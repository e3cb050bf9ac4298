//! # Data Loader Crate
//!
//! This crate loads the IMDb top-movies CSV into an in-memory catalog.
//!
//! ## Main Components
//!
//! - **types**: Core domain types (CatalogItem, Catalog, Position)
//! - **parser**: Parse CSV rows into catalog items
//! - **index**: Catalog loading entry points and the genre listing
//! - **error**: Error types for data loading
//!
//! ## Example Usage
//!
//! ```ignore
//! use data_loader::Catalog;
//! use std::path::Path;
//!
//! let catalog = Catalog::load(Path::new("imdb_top_1000.csv"))?;
//!
//! println!("{} movies", catalog.len());
//! println!("Genres: {}", catalog.list_genres().join(", "));
//! ```

// Public modules
pub mod error;
pub mod types;
pub mod parser;
pub mod index;

// Re-export commonly used types for convenience
pub use error::{DataSourceError, Result};
pub use types::{Catalog, CatalogItem, Position};
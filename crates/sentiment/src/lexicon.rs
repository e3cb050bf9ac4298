//! Lexicon-based polarity scoring.
//!
//! ## Algorithm
//! 1. Tokenize into lowercase words (apostrophes kept, so "isn't" survives)
//! 2. Every word found in the lexicon is an assessment with its polarity
//! 3. An intensifier directly before the word scales it ("very good")
//! 4. A negator up to three words before the word flips and dampens it
//!    (x -0.5), unless another assessment came in between
//! 5. Text polarity = mean of all assessments, clamped to [-1, 1];
//!    text without assessments scores 0.0

use crate::{PolarityScorer, Result, SentimentError};
use serde::Deserialize;
use std::collections::HashMap;
use tracing::debug;

const BUILTIN_LEXICON: &str = include_str!("../data/lexicon.json");

/// How many following words a negator reaches
const NEGATION_WINDOW: usize = 3;

/// Multiplier applied to a negated assessment
const NEGATION_FACTOR: f32 = -0.5;

const NEGATORS: &[&str] = &[
    "not", "no", "never", "neither", "nor", "without", "isn't", "wasn't", "aren't", "weren't",
    "don't", "doesn't", "didn't", "can't", "cannot", "couldn't", "won't", "wouldn't", "hardly",
];

#[derive(Debug, Deserialize)]
struct LexiconFile {
    polarity: HashMap<String, f32>,
    #[serde(default)]
    intensifiers: HashMap<String, f32>,
}

/// Scores text against a word-polarity lexicon
#[derive(Debug, Clone)]
pub struct LexiconScorer {
    polarity: HashMap<String, f32>,
    intensifiers: HashMap<String, f32>,
}

impl LexiconScorer {
    /// Scorer backed by the lexicon shipped with this crate
    pub fn builtin() -> Result<Self> {
        Self::from_json(BUILTIN_LEXICON)
    }

    /// Parse a lexicon of the form
    /// `{"polarity": {"word": 0.8, ...}, "intensifiers": {"very": 1.3, ...}}`
    pub fn from_json(json: &str) -> Result<Self> {
        let file: LexiconFile = serde_json::from_str(json)?;

        for (word, &value) in &file.polarity {
            if !(-1.0..=1.0).contains(&value) {
                return Err(SentimentError::WeightOutOfRange {
                    word: word.clone(),
                    value,
                });
            }
        }

        debug!(
            "Loaded sentiment lexicon: {} words, {} intensifiers",
            file.polarity.len(),
            file.intensifiers.len()
        );

        Ok(Self {
            polarity: file.polarity,
            intensifiers: file.intensifiers,
        })
    }

    /// Number of opinion words in the lexicon
    pub fn len(&self) -> usize {
        self.polarity.len()
    }

    pub fn is_empty(&self) -> bool {
        self.polarity.is_empty()
    }

    /// Individual adjusted assessments, in text order
    fn assess(&self, text: &str) -> Vec<f32> {
        let mut assessments = Vec::new();
        let mut negation_left = 0usize;
        let mut intensity = 1.0f32;

        for token in tokenize(text) {
            if is_negator(&token) {
                negation_left = NEGATION_WINDOW;
                intensity = 1.0;
                continue;
            }

            if let Some(&base) = self.polarity.get(&token) {
                let mut value = base * intensity;
                if negation_left > 0 {
                    value *= NEGATION_FACTOR;
                }
                assessments.push(value.clamp(-1.0, 1.0));
                negation_left = 0;
                intensity = 1.0;
                continue;
            }

            negation_left = negation_left.saturating_sub(1);
            intensity = self.intensifiers.get(&token).copied().unwrap_or(1.0);
        }

        assessments
    }
}

impl PolarityScorer for LexiconScorer {
    fn score_text(&self, text: &str) -> f32 {
        let assessments = self.assess(text);
        if assessments.is_empty() {
            return 0.0;
        }
        let mean = assessments.iter().sum::<f32>() / assessments.len() as f32;
        mean.clamp(-1.0, 1.0)
    }
}

/// Lowercase word tokens; apostrophes and hyphens stay inside words
fn tokenize(text: &str) -> impl Iterator<Item = String> + '_ {
    text.split(|c: char| !(c.is_alphanumeric() || c == '\'' || c == '-'))
        .map(|t| t.trim_matches(|c| c == '\'' || c == '-'))
        .filter(|t| !t.is_empty())
        .map(str::to_lowercase)
}

fn is_negator(token: &str) -> bool {
    NEGATORS.contains(&token)
}

#[cfg(test)]
mod tests {
    use super::*;

    fn scorer() -> LexiconScorer {
        LexiconScorer::builtin().unwrap()
    }

    #[test]
    fn test_builtin_lexicon_loads() {
        assert!(scorer().len() > 100);
    }

    #[test]
    fn test_positive_and_negative_text() {
        let s = scorer();

        assert!(s.score_text("A joyful uplifting tale") > 0.0);
        assert!(s.score_text("A tragic and hopeless story") < 0.0);
        assert!(s.score_text("I feel terrible and hopeless") < 0.0);
    }

    #[test]
    fn test_no_signal_is_neutral() {
        let s = scorer();

        assert_eq!(s.score_text("A man walks to the station"), 0.0);
        assert_eq!(s.score_text(""), 0.0);
    }

    #[test]
    fn test_mean_of_assessments() {
        let s = LexiconScorer::from_json(r#"{"polarity": {"good": 0.6, "bad": -0.2}}"#).unwrap();

        assert!((s.score_text("good and bad") - 0.2).abs() < 1e-6);
    }

    #[test]
    fn test_intensifier_scales_next_word() {
        let s = LexiconScorer::from_json(
            r#"{"polarity": {"good": 0.5}, "intensifiers": {"very": 1.5}}"#,
        )
        .unwrap();

        assert!((s.score_text("very good") - 0.75).abs() < 1e-6);
        // Only the word right after the intensifier
        assert!((s.score_text("very nice and good") - 0.5).abs() < 1e-6);
    }

    #[test]
    fn test_negation_flips_and_dampens() {
        let s = LexiconScorer::from_json(r#"{"polarity": {"good": 0.8, "bad": -0.6}}"#).unwrap();

        assert!((s.score_text("not good") + 0.4).abs() < 1e-6);
        assert!((s.score_text("it wasn't a bad film") - 0.3).abs() < 1e-6);
        // Negation is consumed by the first opinion word
        assert!((s.score_text("not good, bad") - (-0.4 - 0.6) / 2.0).abs() < 1e-6);
    }

    #[test]
    fn test_negation_window_expires() {
        let s = LexiconScorer::from_json(r#"{"polarity": {"good": 0.8}}"#).unwrap();

        assert!((s.score_text("not that it matters much, good") - 0.8).abs() < 1e-6);
    }

    #[test]
    fn test_result_stays_in_range() {
        let s = LexiconScorer::from_json(
            r#"{"polarity": {"perfect": 1.0}, "intensifiers": {"utterly": 1.5}}"#,
        )
        .unwrap();

        assert_eq!(s.score_text("utterly perfect"), 1.0);
    }

    #[test]
    fn test_rejects_out_of_range_weight() {
        let err = LexiconScorer::from_json(r#"{"polarity": {"best": 1.5}}"#).unwrap_err();
        assert!(matches!(err, SentimentError::WeightOutOfRange { .. }));
    }

    #[test]
    fn test_rejects_malformed_json() {
        assert!(matches!(
            LexiconScorer::from_json("{polarity"),
            Err(SentimentError::Lexicon(_))
        ));
    }
}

----

▸ EXERCISE
Out of the data above, give again only the lines starting at the one holding "types for convenience" and ending at the one holding "1. Tokenize into", unchanged.

▸ ANSWER FOR THE TASK
// Re-export commonly used types for convenience
pub use error::{DataSourceError, Result};
pub use types::{Catalog, CatalogItem, Position};
filename crates/sentiment/src/lexicon.rs
repository e3cb050bf9ac4298
//! Lexicon-based polarity scoring.
//!
//! ## Algorithm
//! 1. Tokenize into lowercase words (apostrophes kept, so "isn't" survives)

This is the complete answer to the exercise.